What to work on: All entries that follow are to be printed exactly as written.

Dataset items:
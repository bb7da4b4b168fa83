//! Renderers over the block IR: chat-bubble HTML and plain text.

use std::fmt::Write;

use crate::inline;
use crate::ir::{Block, BlockParser};

/// Render reply text straight to chat-bubble HTML.
///
/// Never fails: malformed fences and unmatched emphasis markers render as
/// literal (escaped) characters, and empty or whitespace-only input renders
/// to the empty string. Calling this twice on the same input yields
/// byte-identical output.
pub fn render(text: &str) -> String {
    Renderer::to_html(&BlockParser::parse(text))
}

pub struct Renderer;

impl Renderer {
    /// Render blocks to HTML in document order, with no separators.
    pub fn to_html(blocks: &[Block]) -> String {
        let mut out = String::new();
        for block in blocks {
            match block {
                Block::Paragraph(text) => {
                    out.push_str("<p>");
                    out.push_str(&inline::apply(text));
                    out.push_str("</p>");
                }
                Block::UnorderedList(items) => Self::list(&mut out, "ul", items),
                Block::OrderedList(items) => Self::list(&mut out, "ol", items),
                Block::CodeBlock { body, .. } => {
                    out.push_str("<pre><code>");
                    out.push_str(body);
                    out.push_str("</code></pre>");
                }
            }
        }
        out
    }

    fn list(out: &mut String, tag: &str, items: &[String]) {
        let _ = write!(out, "<{tag}>");
        for item in items {
            out.push_str("<li>");
            out.push_str(&inline::apply(item));
            out.push_str("</li>");
        }
        let _ = write!(out, "</{tag}>");
    }

    /// Render blocks to plain text for voice and notification previews.
    ///
    /// Inline markers are stripped, list items keep a textual marker, and
    /// code blocks collapse to a label carrying the fence's language tag.
    pub fn to_plain_text(blocks: &[Block]) -> String {
        let mut out = String::new();
        for block in blocks {
            match block {
                Block::Paragraph(text) => {
                    out.push_str(&inline::strip(text));
                    out.push('\n');
                }
                Block::UnorderedList(items) => {
                    for item in items {
                        out.push_str("- ");
                        out.push_str(&inline::strip(item));
                        out.push('\n');
                    }
                }
                Block::OrderedList(items) => {
                    for (n, item) in items.iter().enumerate() {
                        let _ = write!(out, "{}. ", n + 1);
                        out.push_str(&inline::strip(item));
                        out.push('\n');
                    }
                }
                Block::CodeBlock { lang, .. } => {
                    if lang.is_empty() {
                        out.push_str("(code example)\n");
                    } else {
                        let _ = writeln!(out, "({lang} code example)");
                    }
                }
            }
        }
        out
    }
}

Reply:
repository bb7da4b4b168fa83
//! Renderers over the block IR: chat-bubble HTML and plain text.

use std::fmt::Write;

use crate::inline;
use crate::ir::{Block, BlockParser};

/// Render reply text straight to chat-bubble HTML.
///
/// Never fails: malformed fences and unmatched emphasis markers render as
/// literal (escaped) characters, and empty or whitespace-only input renders
/// to the empty string. Calling this twice on the same input yields
/// byte-identical output.
pub fn render(text: &str) -> String {
    Renderer::to_html(&BlockParser::parse(text))
}

pub struct Renderer;

impl Renderer {
    /// Render blocks to HTML in document order, with no separators.
    pub fn to_html(blocks: &[Block]) -> String {
        let mut out = String::new();
        for block in blocks {
            match block {
                Block::Paragraph(text) => {
                    out.push_str("<p>");
                    out.push_str(&inline::apply(text));
                    out.push_str("</p>");
                }
                Block::UnorderedList(items) => Self::list(&mut out, "ul", items),
                Block::OrderedList(items) => Self::list(&mut out, "ol", items),
                Block::CodeBlock { body, .. } => {
                    out.push_str("<pre><code>");
                    out.push_str(body);
                    out.push_str("</code></pre>");
                }
            }
        }
        out
    }

    fn list(out: &mut String, tag: &str, items: &[String]) {
        let _ = write!(out, "<{tag}>");
        for item in items {
            out.push_str("<li>");
            out.push_str(&inline::apply(item));
            out.push_str("</li>");
        }
        let _ = write!(out, "</{tag}>");
    }

    /// Render blocks to plain text for voice and notification previews.
    ///
    /// Inline markers are stripped, list items keep a textual marker, and
    /// code blocks collapse to a label carrying the fence's language tag.
    pub fn to_plain_text(blocks: &[Block]) -> String {
        let mut out = String::new();
        for block in blocks {
            match block {
                Block::Paragraph(text) => {
                    out.push_str(&inline::strip(text));
                    out.push('\n');
                }
                Block::UnorderedList(items) => {
                    for item in items {
                        out.push_str("- ");
                        out.push_str(&inline::strip(item));
                        out.push('\n');
                    }
                }
                Block::OrderedList(items) => {
                    for (n, item) in items.iter().enumerate() {
                        let _ = write!(out, "{}. ", n + 1);
                        out.push_str(&inline::strip(item));
                        out.push('\n');
                    }
                }
                Block::CodeBlock { lang, .. } => {
                    if lang.is_empty() {
                        out.push_str("(code example)\n");
                    } else {
                        let _ = writeln!(out, "({lang} code example)");
                    }
                }
            }
        }
        out
    }
}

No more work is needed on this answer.